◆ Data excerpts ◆
- Opening Delimiter -

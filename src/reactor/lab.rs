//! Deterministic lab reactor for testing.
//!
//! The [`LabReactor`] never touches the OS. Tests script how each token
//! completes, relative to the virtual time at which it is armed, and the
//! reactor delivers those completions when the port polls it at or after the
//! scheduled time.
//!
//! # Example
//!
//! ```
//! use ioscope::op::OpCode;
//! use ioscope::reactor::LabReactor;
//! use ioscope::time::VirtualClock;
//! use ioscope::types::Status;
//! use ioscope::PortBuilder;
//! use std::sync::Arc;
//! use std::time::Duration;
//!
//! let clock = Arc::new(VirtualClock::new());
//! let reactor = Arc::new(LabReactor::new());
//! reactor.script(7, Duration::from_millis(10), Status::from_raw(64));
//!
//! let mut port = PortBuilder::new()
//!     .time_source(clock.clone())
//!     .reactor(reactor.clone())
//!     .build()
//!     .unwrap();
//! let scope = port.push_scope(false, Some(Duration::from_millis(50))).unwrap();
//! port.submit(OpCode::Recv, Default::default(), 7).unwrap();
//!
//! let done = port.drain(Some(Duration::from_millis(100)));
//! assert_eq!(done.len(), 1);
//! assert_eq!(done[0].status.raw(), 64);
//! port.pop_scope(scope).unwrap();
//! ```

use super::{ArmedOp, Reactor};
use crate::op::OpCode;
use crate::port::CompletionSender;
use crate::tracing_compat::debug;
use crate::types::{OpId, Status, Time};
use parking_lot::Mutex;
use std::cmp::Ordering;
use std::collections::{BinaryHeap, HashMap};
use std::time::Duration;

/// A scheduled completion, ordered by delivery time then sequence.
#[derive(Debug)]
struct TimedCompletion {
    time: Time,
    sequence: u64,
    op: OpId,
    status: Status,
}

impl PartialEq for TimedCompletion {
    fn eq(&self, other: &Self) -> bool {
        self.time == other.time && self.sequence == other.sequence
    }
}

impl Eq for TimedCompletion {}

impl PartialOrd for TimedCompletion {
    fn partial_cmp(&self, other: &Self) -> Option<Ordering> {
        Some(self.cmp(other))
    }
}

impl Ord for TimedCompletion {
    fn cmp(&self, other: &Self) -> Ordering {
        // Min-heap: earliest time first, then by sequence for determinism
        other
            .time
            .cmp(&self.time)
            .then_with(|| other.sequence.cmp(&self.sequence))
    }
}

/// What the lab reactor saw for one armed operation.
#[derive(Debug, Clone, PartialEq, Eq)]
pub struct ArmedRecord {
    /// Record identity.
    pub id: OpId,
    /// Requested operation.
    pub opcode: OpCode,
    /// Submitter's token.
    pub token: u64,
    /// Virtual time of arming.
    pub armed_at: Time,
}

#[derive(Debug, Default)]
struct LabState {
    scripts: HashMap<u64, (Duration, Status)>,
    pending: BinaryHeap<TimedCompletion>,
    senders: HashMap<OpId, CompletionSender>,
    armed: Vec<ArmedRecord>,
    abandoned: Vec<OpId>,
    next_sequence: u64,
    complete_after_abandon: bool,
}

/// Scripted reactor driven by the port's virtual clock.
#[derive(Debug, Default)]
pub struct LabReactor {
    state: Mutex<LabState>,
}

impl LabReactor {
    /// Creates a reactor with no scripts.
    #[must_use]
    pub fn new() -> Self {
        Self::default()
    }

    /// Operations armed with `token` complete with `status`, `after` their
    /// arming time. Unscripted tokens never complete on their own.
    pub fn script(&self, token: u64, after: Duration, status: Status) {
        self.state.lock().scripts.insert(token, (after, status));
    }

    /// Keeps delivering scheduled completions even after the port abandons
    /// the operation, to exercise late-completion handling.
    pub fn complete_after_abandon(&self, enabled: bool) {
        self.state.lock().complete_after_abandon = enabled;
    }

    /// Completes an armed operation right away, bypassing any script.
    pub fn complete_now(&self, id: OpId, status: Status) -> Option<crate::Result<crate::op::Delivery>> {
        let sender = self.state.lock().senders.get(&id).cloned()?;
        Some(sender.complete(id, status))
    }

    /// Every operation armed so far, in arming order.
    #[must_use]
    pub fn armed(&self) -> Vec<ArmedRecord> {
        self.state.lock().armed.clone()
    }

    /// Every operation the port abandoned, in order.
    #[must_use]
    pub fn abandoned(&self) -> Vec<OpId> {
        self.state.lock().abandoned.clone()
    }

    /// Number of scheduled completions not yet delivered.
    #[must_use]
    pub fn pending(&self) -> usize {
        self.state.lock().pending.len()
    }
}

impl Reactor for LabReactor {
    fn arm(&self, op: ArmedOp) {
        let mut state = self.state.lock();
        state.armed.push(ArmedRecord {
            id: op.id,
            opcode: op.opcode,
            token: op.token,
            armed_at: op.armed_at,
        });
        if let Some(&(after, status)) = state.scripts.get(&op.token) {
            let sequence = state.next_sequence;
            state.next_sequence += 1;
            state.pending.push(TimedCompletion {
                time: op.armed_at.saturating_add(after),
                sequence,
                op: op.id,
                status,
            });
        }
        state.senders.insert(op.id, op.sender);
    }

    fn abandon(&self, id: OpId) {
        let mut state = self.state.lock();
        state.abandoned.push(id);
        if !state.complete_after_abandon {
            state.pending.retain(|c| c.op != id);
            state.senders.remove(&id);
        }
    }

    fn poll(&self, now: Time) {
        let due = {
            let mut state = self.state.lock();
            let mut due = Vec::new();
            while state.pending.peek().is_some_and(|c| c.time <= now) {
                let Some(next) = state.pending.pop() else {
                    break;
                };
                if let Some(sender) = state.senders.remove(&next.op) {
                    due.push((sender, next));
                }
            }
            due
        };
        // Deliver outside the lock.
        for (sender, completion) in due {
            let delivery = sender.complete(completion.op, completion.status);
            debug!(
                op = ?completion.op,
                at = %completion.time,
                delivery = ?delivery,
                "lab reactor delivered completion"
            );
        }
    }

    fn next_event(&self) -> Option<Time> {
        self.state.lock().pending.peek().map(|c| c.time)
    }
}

- Closing Delimiter -

◆ YOUR INSTRUCTIONS ◆
Determine how many lines above hold the word "OpId", then give only that number.

◆ ANSWER AREA ◆
8